**Data to use**
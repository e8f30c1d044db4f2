//! Geometry abstractions.
//!
//! A geometry is a container object that refers, by id, to arrays owned by
//! the same [`DataStructure`](crate::structure::DataStructure): vertex
//! coordinates, cell connectivity, attribute matrices and lazily computed
//! derived arrays. Structured grids ([`ImageGeom`], [`RectGridGeom`]) describe
//! their cells implicitly; node geometries ([`VertexGeom`] through
//! [`HexahedralGeom`]) carry explicit vertex and cell lists.
//!
//! Derived arrays are computed by the `find_*` operations on
//! `DataStructure` (see [`find`]) and remember the generations of the arrays
//! they were computed from, so a stale cache entry is never served.

pub mod edge;
pub mod find;
pub mod helpers;
pub mod hexahedral;
pub mod image;
pub mod node_geometry;
pub mod quad;
pub mod rect_grid;
pub mod tetrahedral;
pub mod topology;
pub mod triangle;
pub mod vertex;

use std::collections::BTreeMap;

use serde::{Deserialize, Serialize};

use crate::structure::id::IdType;
use crate::structure::data_object::ObjectData;

pub use edge::EdgeGeom;
pub use find::FindOptions;
pub use hexahedral::HexahedralGeom;
pub use image::ImageGeom;
pub use node_geometry::NodeGeometry;
pub use quad::QuadGeom;
pub use rect_grid::RectGridGeom;
pub use tetrahedral::TetrahedralGeom;
pub use topology::{CellTopology, DerivedArray, DerivedEntry};
pub use triangle::TriangleGeom;
pub use vertex::VertexGeom;

/// Integer type of connectivity entries and adjacency lists.
pub type MeshIndexType = u64;

/// Derived-array bookkeeping shared by every geometry.
pub type DerivedCache = BTreeMap<DerivedArray, DerivedEntry>;

/// Closed set of geometry kinds.
#[derive(Debug, Clone, Copy, PartialEq, Eq, Hash, PartialOrd, Ord, Serialize, Deserialize)]
pub enum GeometryType {
    Image,
    RectGrid,
    Vertex,
    Edge,
    Triangle,
    Quad,
    Tetrahedral,
    Hexahedral,
}

impl GeometryType {
    pub const ALL: [GeometryType; 8] = [
        GeometryType::Image,
        GeometryType::RectGrid,
        GeometryType::Vertex,
        GeometryType::Edge,
        GeometryType::Triangle,
        GeometryType::Quad,
        GeometryType::Tetrahedral,
        GeometryType::Hexahedral,
    ];

    /// Stable type name, also the persisted object-type tag.
    pub fn type_name(self) -> &'static str {
        match self {
            GeometryType::Image => "ImageGeom",
            GeometryType::RectGrid => "RectGridGeom",
            GeometryType::Vertex => "VertexGeom",
            GeometryType::Edge => "EdgeGeom",
            GeometryType::Triangle => "TriangleGeom",
            GeometryType::Quad => "QuadGeom",
            GeometryType::Tetrahedral => "TetrahedralGeom",
            GeometryType::Hexahedral => "HexahedralGeom",
        }
    }

    pub fn parse(tag: &str) -> Option<Self> {
        Self::ALL.into_iter().find(|g| g.type_name() == tag)
    }

    /// Cell topology of node geometries; `None` for structured grids.
    pub fn topology(self) -> Option<&'static CellTopology> {
        match self {
            GeometryType::Image | GeometryType::RectGrid => None,
            GeometryType::Vertex => Some(&topology::VERTEX),
            GeometryType::Edge => Some(&topology::EDGE),
            GeometryType::Triangle => Some(&topology::TRIANGLE),
            GeometryType::Quad => Some(&topology::QUAD),
            GeometryType::Tetrahedral => Some(&topology::TETRAHEDRAL),
            GeometryType::Hexahedral => Some(&topology::HEXAHEDRAL),
        }
    }
}

/// Physical length unit attached to a geometry.
#[derive(Debug, Clone, Copy, Default, PartialEq, Eq, Hash, Serialize, Deserialize)]
pub enum LengthUnit {
    Yoctometer,
    Zeptometer,
    Attometer,
    Femtometer,
    Picometer,
    Nanometer,
    #[default]
    Micrometer,
    Millimeter,
    Centimeter,
    Decimeter,
    Meter,
    Inch,
    Foot,
    Mile,
    Angstrom,
    Unspecified,
    Unknown,
}

impl LengthUnit {
    pub const ALL: [LengthUnit; 17] = [
        LengthUnit::Yoctometer,
        LengthUnit::Zeptometer,
        LengthUnit::Attometer,
        LengthUnit::Femtometer,
        LengthUnit::Picometer,
        LengthUnit::Nanometer,
        LengthUnit::Micrometer,
        LengthUnit::Millimeter,
        LengthUnit::Centimeter,
        LengthUnit::Decimeter,
        LengthUnit::Meter,
        LengthUnit::Inch,
        LengthUnit::Foot,
        LengthUnit::Mile,
        LengthUnit::Angstrom,
        LengthUnit::Unspecified,
        LengthUnit::Unknown,
    ];

    /// Persisted label.
    pub fn as_str(self) -> &'static str {
        match self {
            LengthUnit::Yoctometer => "Yoctometer",
            LengthUnit::Zeptometer => "Zeptometer",
            LengthUnit::Attometer => "Attometer",
            LengthUnit::Femtometer => "Femtometer",
            LengthUnit::Picometer => "Picometer",
            LengthUnit::Nanometer => "Nanometer",
            LengthUnit::Micrometer => "Micrometer",
            LengthUnit::Millimeter => "Millimeter",
            LengthUnit::Centimeter => "Centimeter",
            LengthUnit::Decimeter => "Decimeter",
            LengthUnit::Meter => "Meter",
            LengthUnit::Inch => "Inch",
            LengthUnit::Foot => "Foot",
            LengthUnit::Mile => "Mile",
            LengthUnit::Angstrom => "Angstrom",
            LengthUnit::Unspecified => "Unspecified",
            LengthUnit::Unknown => "Unknown",
        }
    }

    pub fn parse(tag: &str) -> Option<Self> {
        Self::ALL.into_iter().find(|u| u.as_str() == tag)
    }
}

/// Any geometry object.
#[derive(Clone, Debug, PartialEq)]
pub enum Geometry {
    Image(ImageGeom),
    RectGrid(RectGridGeom),
    Vertex(VertexGeom),
    Edge(EdgeGeom),
    Triangle(TriangleGeom),
    Quad(QuadGeom),
    Tetrahedral(TetrahedralGeom),
    Hexahedral(HexahedralGeom),
}

macro_rules! node_arms {
    ($self:expr, $g:ident => $body:expr, $grid:pat => $other:expr) => {
        match $self {
            Geometry::Vertex($g) => $body,
            Geometry::Edge($g) => $body,
            Geometry::Triangle($g) => $body,
            Geometry::Quad($g) => $body,
            Geometry::Tetrahedral($g) => $body,
            Geometry::Hexahedral($g) => $body,
            $grid => $other,
        }
    };
}

impl Geometry {
    pub fn geometry_type(&self) -> GeometryType {
        match self {
            Geometry::Image(_) => GeometryType::Image,
            Geometry::RectGrid(_) => GeometryType::RectGrid,
            Geometry::Vertex(_) => GeometryType::Vertex,
            Geometry::Edge(_) => GeometryType::Edge,
            Geometry::Triangle(_) => GeometryType::Triangle,
            Geometry::Quad(_) => GeometryType::Quad,
            Geometry::Tetrahedral(_) => GeometryType::Tetrahedral,
            Geometry::Hexahedral(_) => GeometryType::Hexahedral,
        }
    }

    pub fn type_name(&self) -> &'static str {
        self.geometry_type().type_name()
    }

    /// Shared node-geometry state, `None` for structured grids.
    pub fn as_node(&self) -> Option<&NodeGeometry> {
        node_arms!(self, g => Some(&**g), _ => None)
    }

    pub fn as_node_mut(&mut self) -> Option<&mut NodeGeometry> {
        node_arms!(self, g => Some(&mut **g), _ => None)
    }

    pub fn units(&self) -> LengthUnit {
        match self {
            Geometry::Image(g) => g.units(),
            Geometry::RectGrid(g) => g.units(),
            other => other.as_node().map_or(LengthUnit::default(), NodeGeometry::units),
        }
    }

    pub fn set_units(&mut self, units: LengthUnit) {
        match self {
            Geometry::Image(g) => g.set_units(units),
            Geometry::RectGrid(g) => g.set_units(units),
            other => {
                if let Some(n) = other.as_node_mut() {
                    n.set_units(units);
                }
            }
        }
    }

    /// Id of the attribute matrix holding per-cell data.
    pub fn cell_data_id(&self) -> Option<IdType> {
        match self {
            Geometry::Image(g) => g.cell_data_id(),
            Geometry::RectGrid(g) => g.cell_data_id(),
            other => other.as_node().and_then(NodeGeometry::cell_data_id),
        }
    }

    pub fn set_cell_data_id(&mut self, id: Option<IdType>) {
        match self {
            Geometry::Image(g) => g.set_cell_data_id(id),
            Geometry::RectGrid(g) => g.set_cell_data_id(id),
            other => {
                if let Some(n) = other.as_node_mut() {
                    n.set_cell_data_id(id);
                }
            }
        }
    }

    pub fn derived(&self) -> &DerivedCache {
        match self {
            Geometry::Image(g) => &g.derived,
            Geometry::RectGrid(g) => &g.derived,
            Geometry::Vertex(g) => &g.derived,
            Geometry::Edge(g) => &g.derived,
            Geometry::Triangle(g) => &g.derived,
            Geometry::Quad(g) => &g.derived,
            Geometry::Tetrahedral(g) => &g.derived,
            Geometry::Hexahedral(g) => &g.derived,
        }
    }

    pub(crate) fn derived_mut(&mut self) -> &mut DerivedCache {
        match self {
            Geometry::Image(g) => &mut g.derived,
            Geometry::RectGrid(g) => &mut g.derived,
            Geometry::Vertex(g) => &mut g.derived,
            Geometry::Edge(g) => &mut g.derived,
            Geometry::Triangle(g) => &mut g.derived,
            Geometry::Quad(g) => &mut g.derived,
            Geometry::Tetrahedral(g) => &mut g.derived,
            Geometry::Hexahedral(g) => &mut g.derived,
        }
    }

    /// Every id this geometry refers to.
    pub fn referenced_ids(&self) -> Vec<IdType> {
        let mut ids: Vec<IdType> = self.slots().into_iter().flatten().collect();
        ids.extend(self.derived().values().map(|e| e.id));
        ids
    }

    /// Drops every reference to `id`.
    pub fn clear_reference(&mut self, id: IdType) {
        for slot in self.slots_mut() {
            if *slot == Some(id) {
                *slot = None;
            }
        }
        self.derived_mut().retain(|_, e| e.id != id);
    }

    /// Rewrites references through `map`; unmapped ids are kept.
    pub fn remap_ids(&mut self, map: &BTreeMap<IdType, IdType>) {
        for slot in self.slots_mut() {
            if let Some(new) = slot.and_then(|old| map.get(&old).copied()) {
                *slot = Some(new);
            }
        }
        for entry in self.derived_mut().values_mut() {
            if let Some(&new) = map.get(&entry.id) {
                entry.id = new;
            }
            for (src, _) in &mut entry.sources {
                if let Some(&new) = map.get(src) {
                    *src = new;
                }
            }
        }
    }

    fn slots(&self) -> Vec<Option<IdType>> {
        match self {
            Geometry::Image(g) => vec![g.cell_data_id()],
            Geometry::RectGrid(g) => {
                let [x, y, z] = g.bounds_ids();
                vec![x, y, z, g.cell_data_id()]
            }
            other => other.as_node().map_or_else(Vec::new, |n| {
                vec![
                    n.vertices_id(),
                    n.cells_id(),
                    n.vertex_data_id(),
                    n.cell_data_id(),
                ]
            }),
        }
    }

    fn slots_mut(&mut self) -> Vec<&mut Option<IdType>> {
        match self {
            Geometry::Image(g) => vec![&mut g.cell_data],
            Geometry::RectGrid(g) => {
                let [x, y, z] = &mut g.bounds;
                vec![x, y, z, &mut g.cell_data]
            }
            other => match other.as_node_mut() {
                Some(n) => vec![
                    &mut n.vertices,
                    &mut n.cells,
                    &mut n.vertex_data,
                    &mut n.cell_data,
                ],
                None => Vec::new(),
            },
        }
    }
}

macro_rules! impl_geometry_from {
    ($t:ty, $variant:ident) => {
        impl From<$t> for Geometry {
            fn from(g: $t) -> Self {
                Geometry::$variant(g)
            }
        }

        impl From<$t> for ObjectData {
            fn from(g: $t) -> Self {
                ObjectData::Geometry(Geometry::$variant(g))
            }
        }
    };
}

impl_geometry_from!(ImageGeom, Image);
impl_geometry_from!(RectGridGeom, RectGrid);
impl_geometry_from!(VertexGeom, Vertex);
impl_geometry_from!(EdgeGeom, Edge);
impl_geometry_from!(TriangleGeom, Triangle);
impl_geometry_from!(QuadGeom, Quad);
impl_geometry_from!(TetrahedralGeom, Tetrahedral);
impl_geometry_from!(HexahedralGeom, Hexahedral);

#[cfg(test)]
mod tests {
    use super::*;

    #[test]
    fn type_tags_roundtrip() {
        for t in GeometryType::ALL {
            assert_eq!(GeometryType::parse(t.type_name()), Some(t));
        }
        assert!(GeometryType::Image.topology().is_none());
        assert_eq!(GeometryType::Hexahedral.topology().unwrap().vertices_per_cell, 8);
        for u in LengthUnit::ALL {
            assert_eq!(LengthUnit::parse(u.as_str()), Some(u));
        }
    }

    #[test]
    fn clearing_and_remapping_references() {
        let mut tri = TriangleGeom::new();
        tri.set_vertices_id(Some(IdType::new(2)));
        tri.set_cells_id(Some(IdType::new(3)));
        let mut g = Geometry::from(tri);
        assert_eq!(g.referenced_ids(), vec![IdType::new(2), IdType::new(3)]);

        let map = BTreeMap::from([(IdType::new(2), IdType::new(20))]);
        g.remap_ids(&map);
        assert_eq!(g.as_node().unwrap().vertices_id(), Some(IdType::new(20)));
        assert_eq!(g.as_node().unwrap().cells_id(), Some(IdType::new(3)));

        g.clear_reference(IdType::new(3));
        assert_eq!(g.as_node().unwrap().cells_id(), None);
    }
}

**Exercise goal**
Output the first line of the entries above and every line after it, exactly as written, ending with the line that contains "their cells implicitly;".

**Worked solution**
repository e8f30c1d044db4f2
//! Geometry abstractions.
//!
//! A geometry is a container object that refers, by id, to arrays owned by
//! the same [`DataStructure`](crate::structure::DataStructure): vertex
//! coordinates, cell connectivity, attribute matrices and lazily computed
//! derived arrays. Structured grids ([`ImageGeom`], [`RectGridGeom`]) describe
//! their cells implicitly; node geometries ([`VertexGeom`] through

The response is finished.